Entries supplied:

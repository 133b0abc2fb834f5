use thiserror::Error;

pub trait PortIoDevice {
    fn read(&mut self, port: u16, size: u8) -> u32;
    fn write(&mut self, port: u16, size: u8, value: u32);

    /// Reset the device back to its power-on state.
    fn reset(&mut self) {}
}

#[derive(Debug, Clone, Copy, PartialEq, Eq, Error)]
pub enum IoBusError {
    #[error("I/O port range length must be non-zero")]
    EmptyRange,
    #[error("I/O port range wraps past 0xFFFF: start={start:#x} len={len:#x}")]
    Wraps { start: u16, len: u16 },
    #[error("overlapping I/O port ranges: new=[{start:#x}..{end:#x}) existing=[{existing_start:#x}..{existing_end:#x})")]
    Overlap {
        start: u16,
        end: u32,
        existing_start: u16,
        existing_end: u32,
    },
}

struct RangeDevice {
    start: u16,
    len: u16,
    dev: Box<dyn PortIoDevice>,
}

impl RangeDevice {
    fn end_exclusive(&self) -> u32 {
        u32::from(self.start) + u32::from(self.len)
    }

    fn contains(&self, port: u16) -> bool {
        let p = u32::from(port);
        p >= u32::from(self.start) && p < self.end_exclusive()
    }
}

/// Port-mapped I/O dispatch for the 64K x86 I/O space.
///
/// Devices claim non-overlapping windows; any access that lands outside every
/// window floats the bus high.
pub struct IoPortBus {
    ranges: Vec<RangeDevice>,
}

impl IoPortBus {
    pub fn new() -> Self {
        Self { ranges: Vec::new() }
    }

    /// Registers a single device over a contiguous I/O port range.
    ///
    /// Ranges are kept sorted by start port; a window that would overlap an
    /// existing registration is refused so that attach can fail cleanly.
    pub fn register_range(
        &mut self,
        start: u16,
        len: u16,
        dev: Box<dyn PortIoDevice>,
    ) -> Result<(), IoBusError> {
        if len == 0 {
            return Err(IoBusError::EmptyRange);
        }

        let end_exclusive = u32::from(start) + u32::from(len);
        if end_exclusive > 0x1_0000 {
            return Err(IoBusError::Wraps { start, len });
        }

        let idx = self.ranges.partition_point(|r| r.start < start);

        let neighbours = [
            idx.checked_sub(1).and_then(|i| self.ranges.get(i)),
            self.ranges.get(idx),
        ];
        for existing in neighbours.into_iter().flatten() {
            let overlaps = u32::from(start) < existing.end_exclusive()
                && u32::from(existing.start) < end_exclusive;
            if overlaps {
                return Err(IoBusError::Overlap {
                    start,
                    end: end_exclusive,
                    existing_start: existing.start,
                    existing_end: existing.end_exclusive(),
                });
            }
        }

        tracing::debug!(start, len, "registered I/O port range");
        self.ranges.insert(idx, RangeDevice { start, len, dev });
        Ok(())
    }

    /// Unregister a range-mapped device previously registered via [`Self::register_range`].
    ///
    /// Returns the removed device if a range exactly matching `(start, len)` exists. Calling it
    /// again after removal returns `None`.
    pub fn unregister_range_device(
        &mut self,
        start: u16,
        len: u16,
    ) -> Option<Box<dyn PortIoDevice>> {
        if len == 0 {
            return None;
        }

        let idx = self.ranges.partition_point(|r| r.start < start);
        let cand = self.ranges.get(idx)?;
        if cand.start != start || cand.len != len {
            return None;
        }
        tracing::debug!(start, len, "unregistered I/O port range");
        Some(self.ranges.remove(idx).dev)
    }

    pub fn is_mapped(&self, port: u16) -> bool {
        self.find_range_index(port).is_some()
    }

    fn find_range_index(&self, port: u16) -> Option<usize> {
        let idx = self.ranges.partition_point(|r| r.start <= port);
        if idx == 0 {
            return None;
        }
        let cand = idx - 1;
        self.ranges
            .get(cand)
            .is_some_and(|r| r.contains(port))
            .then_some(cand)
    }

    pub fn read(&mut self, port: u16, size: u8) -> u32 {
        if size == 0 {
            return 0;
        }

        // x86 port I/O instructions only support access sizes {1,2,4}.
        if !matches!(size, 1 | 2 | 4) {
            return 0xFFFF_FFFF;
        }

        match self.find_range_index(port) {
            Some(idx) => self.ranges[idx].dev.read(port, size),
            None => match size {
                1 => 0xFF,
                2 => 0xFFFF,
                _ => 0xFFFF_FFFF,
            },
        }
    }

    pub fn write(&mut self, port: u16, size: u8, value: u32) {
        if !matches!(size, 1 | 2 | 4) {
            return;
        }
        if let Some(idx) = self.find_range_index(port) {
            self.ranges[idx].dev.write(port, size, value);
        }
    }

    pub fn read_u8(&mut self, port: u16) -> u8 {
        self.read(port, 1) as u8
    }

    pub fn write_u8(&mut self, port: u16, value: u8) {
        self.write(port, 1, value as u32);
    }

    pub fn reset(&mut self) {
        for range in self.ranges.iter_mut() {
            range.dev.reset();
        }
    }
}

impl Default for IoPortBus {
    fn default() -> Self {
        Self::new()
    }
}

--

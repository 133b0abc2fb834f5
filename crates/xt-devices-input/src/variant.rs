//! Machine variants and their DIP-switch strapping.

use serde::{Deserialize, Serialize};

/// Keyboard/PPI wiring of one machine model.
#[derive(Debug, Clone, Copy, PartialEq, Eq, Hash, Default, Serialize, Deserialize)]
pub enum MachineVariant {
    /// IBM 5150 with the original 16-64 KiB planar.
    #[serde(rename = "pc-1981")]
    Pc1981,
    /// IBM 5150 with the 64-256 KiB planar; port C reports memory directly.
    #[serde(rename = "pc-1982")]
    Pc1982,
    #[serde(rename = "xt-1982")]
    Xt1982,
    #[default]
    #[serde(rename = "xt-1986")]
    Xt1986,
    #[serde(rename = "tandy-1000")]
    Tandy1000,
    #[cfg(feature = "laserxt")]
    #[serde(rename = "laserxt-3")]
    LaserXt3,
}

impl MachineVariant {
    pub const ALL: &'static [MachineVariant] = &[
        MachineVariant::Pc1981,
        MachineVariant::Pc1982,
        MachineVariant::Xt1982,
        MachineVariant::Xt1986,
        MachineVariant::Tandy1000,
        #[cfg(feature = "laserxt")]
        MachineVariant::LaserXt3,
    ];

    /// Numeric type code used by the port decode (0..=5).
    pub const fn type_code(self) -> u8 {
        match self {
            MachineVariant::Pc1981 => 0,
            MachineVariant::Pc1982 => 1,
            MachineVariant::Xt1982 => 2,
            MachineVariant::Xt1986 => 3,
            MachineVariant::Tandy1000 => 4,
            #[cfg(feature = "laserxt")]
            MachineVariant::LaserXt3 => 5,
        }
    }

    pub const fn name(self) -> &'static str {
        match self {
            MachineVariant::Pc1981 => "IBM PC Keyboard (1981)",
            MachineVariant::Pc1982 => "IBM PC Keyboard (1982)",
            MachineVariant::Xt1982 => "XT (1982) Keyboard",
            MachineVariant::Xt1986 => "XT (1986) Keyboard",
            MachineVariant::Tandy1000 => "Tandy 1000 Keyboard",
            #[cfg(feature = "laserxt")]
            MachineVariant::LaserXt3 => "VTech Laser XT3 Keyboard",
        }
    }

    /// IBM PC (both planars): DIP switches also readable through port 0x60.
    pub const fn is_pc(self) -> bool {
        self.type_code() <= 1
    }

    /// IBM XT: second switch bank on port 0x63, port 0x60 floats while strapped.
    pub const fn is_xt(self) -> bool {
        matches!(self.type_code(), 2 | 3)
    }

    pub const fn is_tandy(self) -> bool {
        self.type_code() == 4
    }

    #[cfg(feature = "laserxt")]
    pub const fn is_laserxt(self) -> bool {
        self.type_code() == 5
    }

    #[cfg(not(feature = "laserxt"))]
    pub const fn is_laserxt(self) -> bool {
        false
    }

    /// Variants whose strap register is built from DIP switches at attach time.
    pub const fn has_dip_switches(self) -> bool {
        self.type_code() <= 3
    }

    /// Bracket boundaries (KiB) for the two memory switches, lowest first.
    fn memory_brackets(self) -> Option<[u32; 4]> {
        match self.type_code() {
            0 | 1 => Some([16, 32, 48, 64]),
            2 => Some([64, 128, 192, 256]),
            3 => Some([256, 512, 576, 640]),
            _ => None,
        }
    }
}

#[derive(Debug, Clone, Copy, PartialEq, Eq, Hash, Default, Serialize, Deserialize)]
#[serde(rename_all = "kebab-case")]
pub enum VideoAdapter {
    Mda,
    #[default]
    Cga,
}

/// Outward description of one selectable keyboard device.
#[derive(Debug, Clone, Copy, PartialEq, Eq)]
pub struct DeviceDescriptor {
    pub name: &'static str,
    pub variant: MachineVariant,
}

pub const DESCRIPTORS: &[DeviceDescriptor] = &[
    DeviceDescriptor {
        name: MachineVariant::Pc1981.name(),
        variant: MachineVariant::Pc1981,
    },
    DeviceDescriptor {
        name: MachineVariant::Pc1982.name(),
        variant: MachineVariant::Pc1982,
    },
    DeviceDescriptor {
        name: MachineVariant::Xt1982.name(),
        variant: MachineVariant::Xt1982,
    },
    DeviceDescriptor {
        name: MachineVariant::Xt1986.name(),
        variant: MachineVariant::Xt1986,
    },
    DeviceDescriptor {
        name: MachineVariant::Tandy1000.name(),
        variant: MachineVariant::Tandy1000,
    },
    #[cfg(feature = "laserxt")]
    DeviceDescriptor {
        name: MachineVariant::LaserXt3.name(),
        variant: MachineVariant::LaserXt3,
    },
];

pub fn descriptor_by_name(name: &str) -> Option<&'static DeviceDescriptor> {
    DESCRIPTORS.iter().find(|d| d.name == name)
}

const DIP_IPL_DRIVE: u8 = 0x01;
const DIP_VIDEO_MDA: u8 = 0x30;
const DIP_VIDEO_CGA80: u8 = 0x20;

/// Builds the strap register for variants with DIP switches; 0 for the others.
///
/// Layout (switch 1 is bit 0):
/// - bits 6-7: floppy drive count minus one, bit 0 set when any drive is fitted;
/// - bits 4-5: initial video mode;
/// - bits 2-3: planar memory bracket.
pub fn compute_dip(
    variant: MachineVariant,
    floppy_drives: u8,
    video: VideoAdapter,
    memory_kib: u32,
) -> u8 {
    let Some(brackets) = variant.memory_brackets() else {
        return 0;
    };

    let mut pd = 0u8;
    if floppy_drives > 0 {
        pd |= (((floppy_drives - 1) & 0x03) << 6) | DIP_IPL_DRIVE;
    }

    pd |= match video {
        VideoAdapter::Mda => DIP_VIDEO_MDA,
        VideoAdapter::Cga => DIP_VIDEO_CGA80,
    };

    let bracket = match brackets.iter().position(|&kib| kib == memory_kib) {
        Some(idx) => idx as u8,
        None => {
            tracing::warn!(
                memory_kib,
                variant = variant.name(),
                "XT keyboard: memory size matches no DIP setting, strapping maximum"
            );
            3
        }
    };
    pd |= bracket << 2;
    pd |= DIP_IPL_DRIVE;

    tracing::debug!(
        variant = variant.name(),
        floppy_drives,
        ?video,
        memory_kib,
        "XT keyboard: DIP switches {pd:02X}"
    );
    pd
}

Directions: Which lines in the records above hold the string "PartialEq"? Copy each of them.

Worked solution:
#[derive(Debug, Clone, Copy, PartialEq, Eq, Error)]
#[derive(Debug, Clone, Copy, PartialEq, Eq, Hash, Default, Serialize, Deserialize)]
#[derive(Debug, Clone, Copy, PartialEq, Eq, Hash, Default, Serialize, Deserialize)]
#[derive(Debug, Clone, Copy, PartialEq, Eq)]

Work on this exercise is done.